With this the data analysis is concluded. Our intention was to demonstrate the iterative process of preliminary explanation generation and validation through repeated data reassessment. This iterative approach is vital in answering the central question of qualitative evaluation: how can we describe and comprehend the effects of the intervention on the desired outcomes? By engaging in this meticulous and iterative process, researchers strive to gain a comprehensive understanding of the intervention’s impact on participants’ behavior and the motivation for this behavior. In the context of the quantitative [24] and qualitative [25] studies referred to in this paper, in both studies it is concluded that no support for an intervention effect was found. However, by developing a model based on empirical qualitative data, GLS were able to provide deeper insight into the underlying mechanisms behind the quantitative findings, offering an explanation of the internal processes that contributed to those outcomes.
3 Discussion
In this methodological tutorial, we provided guidance to assist (quantitative) researchers in incorporating qualitative methods into their experiments. Compared to existing literature in this area, we aimed to provide a practical and comprehensive overview of the stages of the research process from start to finish. Furthermore, the focus on the application of qualitative research to experimental designs is a contribution in the field of behavioral sciences that was missing until now. We argued that, by following the stages outlined in Fig 1, researchers can obtain a more holistic understanding of their research problem than with the use of solely quantitative methods. Here, we add Table 3, which summarizes the essential elements for conducting a rigorous qualitative investigation of potential intervention effects in experimental designs, and gives an overview of some key references for these elements. With this paper we aimed to guide researchers who are well-versed in quantitative methods towards the integration of qualitative methods into their study. By providing detailed guidance and an illustration, we hope to facilitate a smooth transition and ensure the quality and rigor of qualitative experiments.

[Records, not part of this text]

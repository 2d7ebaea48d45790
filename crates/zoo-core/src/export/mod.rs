//! Feeding and breeding reports with JSON and CSV export.

mod breeding;
mod feeding;

pub use breeding::*;
pub use feeding::*;

/// Escape a string for CSV output.
pub(crate) fn escape_csv(s: &str) -> String {
    if s.contains(',') || s.contains('"') || s.contains('\n') {
        format!("\"{}\"", s.replace('"', "\"\""))
    } else {
        s.to_string()
    }
}
//! Habitat registry: assignment and removal under capacity and
//! compatibility constraints.
//!
//! Failed operations leave the registry untouched. Cross-habitat exclusivity
//! is not enforced here; callers that need it check [`HabitatRegistry::locate`]
//! before assigning.

mod report;

pub use report::*;

use std::collections::BTreeMap;

use thiserror::Error;
use tracing::info;

use crate::models::{Animal, Habitat};
use crate::rules::{first_conflict, Incompatibility};

/// Habitat registry errors.
#[derive(Error, Debug, Clone, PartialEq)]
pub enum HabitatError {
    #[error("Habitat '{0}' does not exist.")]
    NotFound(String),

    #[error("Habitat '{0}' is at full capacity.")]
    Full(String),

    #[error("Not compatible with {occupant}: {reason}")]
    Incompatible {
        occupant: String,
        reason: Incompatibility,
    },

    #[error("Animal {animal_id} is already in {habitat}")]
    AlreadyOccupant { animal_id: String, habitat: String },

    #[error("Animal {animal_id} not found in {habitat}")]
    NotAnOccupant { animal_id: String, habitat: String },

    #[error("Invalid habitat '{key}': {reason}")]
    InvalidHabitat { key: String, reason: String },
}

pub type HabitatResult<T> = Result<T, HabitatError>;

/// Habitats keyed by a short identifier (e.g., "savannah").
#[derive(Debug, Clone, Default)]
pub struct HabitatRegistry {
    habitats: BTreeMap<String, Habitat>,
}

impl HabitatRegistry {
    /// Create an empty registry.
    pub fn new() -> Self {
        Self::default()
    }

    /// Registry with the four standard enclosures, all empty.
    pub fn with_default_habitats() -> Self {
        let mut registry = Self::new();
        for (key, habitat) in default_habitats() {
            registry.habitats.insert(key, habitat);
        }
        registry
    }

    /// Add or replace a habitat.
    ///
    /// Capacity must be positive and the initial occupants must fit.
    pub fn insert(&mut self, key: String, habitat: Habitat) -> HabitatResult<()> {
        if habitat.capacity == 0 {
            return Err(HabitatError::InvalidHabitat {
                key,
                reason: "capacity must be greater than zero".into(),
            });
        }
        if habitat.occupant_count() > habitat.capacity {
            return Err(HabitatError::InvalidHabitat {
                key,
                reason: format!(
                    "{} occupants exceed capacity {}",
                    habitat.occupant_count(),
                    habitat.capacity
                ),
            });
        }
        self.habitats.insert(key, habitat);
        Ok(())
    }

    pub fn get(&self, key: &str) -> Option<&Habitat> {
        self.habitats.get(key)
    }

    pub fn keys(&self) -> impl Iterator<Item = &str> {
        self.habitats.keys().map(String::as_str)
    }

    pub fn iter(&self) -> impl Iterator<Item = (&str, &Habitat)> {
        self.habitats.iter().map(|(k, h)| (k.as_str(), h))
    }

    pub fn len(&self) -> usize {
        self.habitats.len()
    }

    pub fn is_empty(&self) -> bool {
        self.habitats.is_empty()
    }

    /// Keys of habitats designed for a species.
    pub fn habitats_accepting<'a>(&'a self, species: &'a str) -> impl Iterator<Item = &'a str> {
        self.habitats
            .iter()
            .filter(move |(_, h)| h.accepts_species(species))
            .map(|(k, _)| k.as_str())
    }

    /// Assign an animal to a habitat.
    ///
    /// When a `roster` is given, the animal must be compatible with every
    /// current occupant found in it; occupants missing from the roster are
    /// skipped. Returns a success message.
    pub fn assign(
        &mut self,
        animal: &Animal,
        key: &str,
        roster: Option<&[Animal]>,
    ) -> HabitatResult<String> {
        let habitat = self
            .habitats
            .get_mut(key)
            .ok_or_else(|| HabitatError::NotFound(key.to_string()))?;

        if habitat.is_full() {
            return Err(HabitatError::Full(key.to_string()));
        }

        if habitat.has_occupant(&animal.animal_id) {
            return Err(HabitatError::AlreadyOccupant {
                animal_id: animal.animal_id.clone(),
                habitat: habitat.name.clone(),
            });
        }

        if let Some(roster) = roster {
            for occupant_id in &habitat.current_animals {
                let Some(occupant) = find_animal(roster, occupant_id) else {
                    continue;
                };
                if let Some(reason) = first_conflict(animal, occupant) {
                    return Err(HabitatError::Incompatible {
                        occupant: occupant.name.clone(),
                        reason,
                    });
                }
            }
        }

        habitat.current_animals.push(animal.animal_id.clone());
        info!(
            animal_id = %animal.animal_id,
            habitat = %key,
            occupants = habitat.occupant_count(),
            capacity = habitat.capacity,
            "assigned animal to habitat"
        );
        Ok(format!("Successfully assigned {} to habitat", animal.name))
    }

    /// Remove an animal from a habitat. Returns a success message.
    pub fn remove(&mut self, animal_id: &str, key: &str) -> HabitatResult<String> {
        let habitat = self
            .habitats
            .get_mut(key)
            .ok_or_else(|| HabitatError::NotFound(key.to_string()))?;

        let Some(index) = habitat.current_animals.iter().position(|id| id == animal_id) else {
            return Err(HabitatError::NotAnOccupant {
                animal_id: animal_id.to_string(),
                habitat: habitat.name.clone(),
            });
        };

        habitat.current_animals.remove(index);
        info!(animal_id = %animal_id, habitat = %key, "removed animal from habitat");
        Ok(format!("Removed animal {} from {}", animal_id, habitat.name))
    }

    /// Key of the first habitat (in key order) housing this animal.
    pub fn locate(&self, animal_id: &str) -> Option<&str> {
        self.habitats
            .iter()
            .find(|(_, h)| h.has_occupant(animal_id))
            .map(|(k, _)| k.as_str())
    }

    /// Occupancy summary of every habitat.
    pub fn report(&self, animals: &[Animal]) -> HabitatReport {
        HabitatReport::generate(self, animals)
    }
}

/// Find an animal by ID in a roster.
pub fn find_animal<'a>(animals: &'a [Animal], animal_id: &str) -> Option<&'a Animal> {
    animals.iter().find(|a| a.animal_id == animal_id)
}

/// The standard enclosures.
pub fn default_habitats() -> Vec<(String, Habitat)> {
    fn habitat(name: &str, capacity: usize, features: &[&str], species: &[&str]) -> Habitat {
        Habitat {
            name: name.to_string(),
            capacity,
            current_animals: Vec::new(),
            features: features.iter().map(|s| s.to_string()).collect(),
            compatible_species: species.iter().map(|s| s.to_string()).collect(),
        }
    }

    vec![
        (
            "savannah".into(),
            habitat(
                "Savannah Plains",
                6,
                &["grasslands", "watering_hole", "shade_trees"],
                &["Lion", "Elephant", "Zebra", "Giraffe", "Cheetah", "Kangaroo"],
            ),
        ),
        (
            "forest".into(),
            habitat(
                "Forest Enclosure",
                4,
                &["dense_vegetation", "climbing_trees", "stream"],
                &["Wolf", "Tiger", "Bear"],
            ),
        ),
        (
            "aquatic".into(),
            habitat(
                "Aquatic Center",
                3,
                &["deep_pool", "filtration_system", "viewing_glass"],
                &["Hippopotamus"],
            ),
        ),
        (
            "arctic".into(),
            habitat(
                "Arctic Zone",
                3,
                &["cooling_system", "snow_simulation", "ice_pond"],
                &["Penguin"],
            ),
        ),
    ]
}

Previous literature on qualitative experiments in behavioral sciences primarily engaged in philosophical contemplation regarding the suitability of qualitative methods within experimental contexts [16,18], or provided individual empirical reports [, e.g., ]. In contrast, our focus is on highlighting the necessary stages that researchers must undertake to conduct their own qualitative evaluation of an experimental intervention. Where earlier studies focused mainly on the design of the research [17], we discuss considerations and decisions for all stages of the project. Notably, our contribution places a greater emphasis on the application of reflexivity throughout the study and advocates for a flexible and iterative process.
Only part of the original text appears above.